A number of Gerrard's players have received regular racist abuse on social media in recent weeks after Glen Kamara was insulted in a Europa League match in an incident which saw Slavia Prague's Ondrej Kudela banned for 10 matches.
Scottish football and rugby and other sporting organisations started a social media boycott at 3pm on Friday which will continue until midnight on Monday, in a bid to force tougher action and controls.
Gerrard said: "You hope that the big social media companies are going to listen and take note.
"I think the more noise that we try and make together and send a message that we are going to try and keep pushing for change.
"That is the hope, that one day the penny will drop and people will start taking this seriously and help make things better."
Hibernian head coach Jack Ross feels strongly about the issue after seeing the effect on some of his players.
"Raising awareness and trying to educate people is important but until we make people accountable for using these platforms and then they are punished for behaviour which goes way beyond what is acceptable, I don't think it will make any difference, and that is for powers way beyond me to look at," Ross said.
"Some of the stuff is ridiculous but if you are able to do that anonymously without fear of punishment, losing your job, criminal record, whatever it may be, embarrassment, shame, then people will continue to do it.
"I am not really an active user of social media but I recognise the importance of it in peoples' lives and I recognise the influence it has professionally and it can be brilliant in terms of the information available, the insight it gives you into people, the platform offers for opinion and debate and also how it allows people a form of interaction they might not always get from their own circumstances, so there is a great deal of positives from it.
"But at times it is a real vile platform as well. Some of the stuff that is articulated on it, and I am not just referring to racial or religious abuse, some the stuff that my players get sent at times referring to themselves or families is way beyond the pale."
Motherwell manager Graham Alexander added: "Hopefully action will be taken because it affects everybody's life. Even though I'm not on social media, the closest to me are, so anything that is aimed towards me, I eventually get to hear about it.
"I think it encompasses 90 per cent of the population. It's such a big phenomenon now that it has to be controlled."
Kilmarnock boss Tommy Wright is not a fan of social media.

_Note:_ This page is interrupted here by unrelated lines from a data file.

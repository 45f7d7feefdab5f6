/// Convenience result type used across the compositor.
pub type CompositeResult<T> = Result<T, CompositeError>;

/// Top-level error taxonomy used by compositor APIs.
///
/// A source that has not decoded a frame yet is not an error; it is reported through
/// readiness checks and render outcomes instead.
#[derive(thiserror::Error, Debug)]
pub enum CompositeError {
    /// Invalid user-provided configuration or arguments.
    #[error("validation error: {0}")]
    Validation(String),

    /// A frame source handed over pixels that do not match its declared shape.
    #[error("source error: {0}")]
    Source(String),

    /// Failures inside one composite pass.
    #[error("render error: {0}")]
    Render(String),

    /// Calibration or scene persistence failures.
    #[error("config error: {0}")]
    Config(String),

    /// Errors when serializing or deserializing data structures.
    #[error("serialization error: {0}")]
    Serde(String),

    /// Wrapped lower-level error from dependencies or IO.
    #[error(transparent)]
    Other(#[from] anyhow::Error),
}

impl CompositeError {
    /// Build a [`CompositeError::Validation`] value.
    pub fn validation(msg: impl Into<String>) -> Self {
        Self::Validation(msg.into())
    }

    /// Build a [`CompositeError::Source`] value.
    pub fn source(msg: impl Into<String>) -> Self {
        Self::Source(msg.into())
    }

    /// Build a [`CompositeError::Render`] value.
    pub fn render(msg: impl Into<String>) -> Self {
        Self::Render(msg.into())
    }

    /// Build a [`CompositeError::Config`] value.
    pub fn config(msg: impl Into<String>) -> Self {
        Self::Config(msg.into())
    }

    /// Build a [`CompositeError::Serde`] value.
    pub fn serde(msg: impl Into<String>) -> Self {
        Self::Serde(msg.into())
    }
}

#[cfg(test)]
#[path = "../../tests/unit/foundation/error.rs"]
mod tests;
//! Calibration gestures: wheel, drag, buttons, and keyboard chords.

/// Gesture dispatch onto the calibration store.
pub mod controller;

pub use controller::{
    ControlButton, InputBindings, InputController, InputEvent, InputOutcome, KeyChord,
    ModifierKey, Modifiers,
};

When asked how he would deal with the problem, he said: "Ban the lot of it would be the best way, educate people, and then maybe bring it back in 20 years' time when people are better educated.
"It's a massive problem. I think the ban highlights it but it will be the same next weekend. It will not change.
"It needs tighter controls, it needs governments to take control of it in terms of how to punish all forms of abuse. But ultimately there has to be education in the schools and that will be a long, long process.
"I have worked as a youth development officer and heard things in schools and the only way the kids could have heard them is from their parents.
"There has to be good parenting and better education in schools and if anyone thinks it's going to go away in a click of a finger, it won't.
"Social media has its good parts in life but I think it is outweighed by the bad parts. It's not something I want to have.
"Sometimes you are called a dinosaur for doing that, but sometimes how people behaved in the past is better than the way we are living in the present."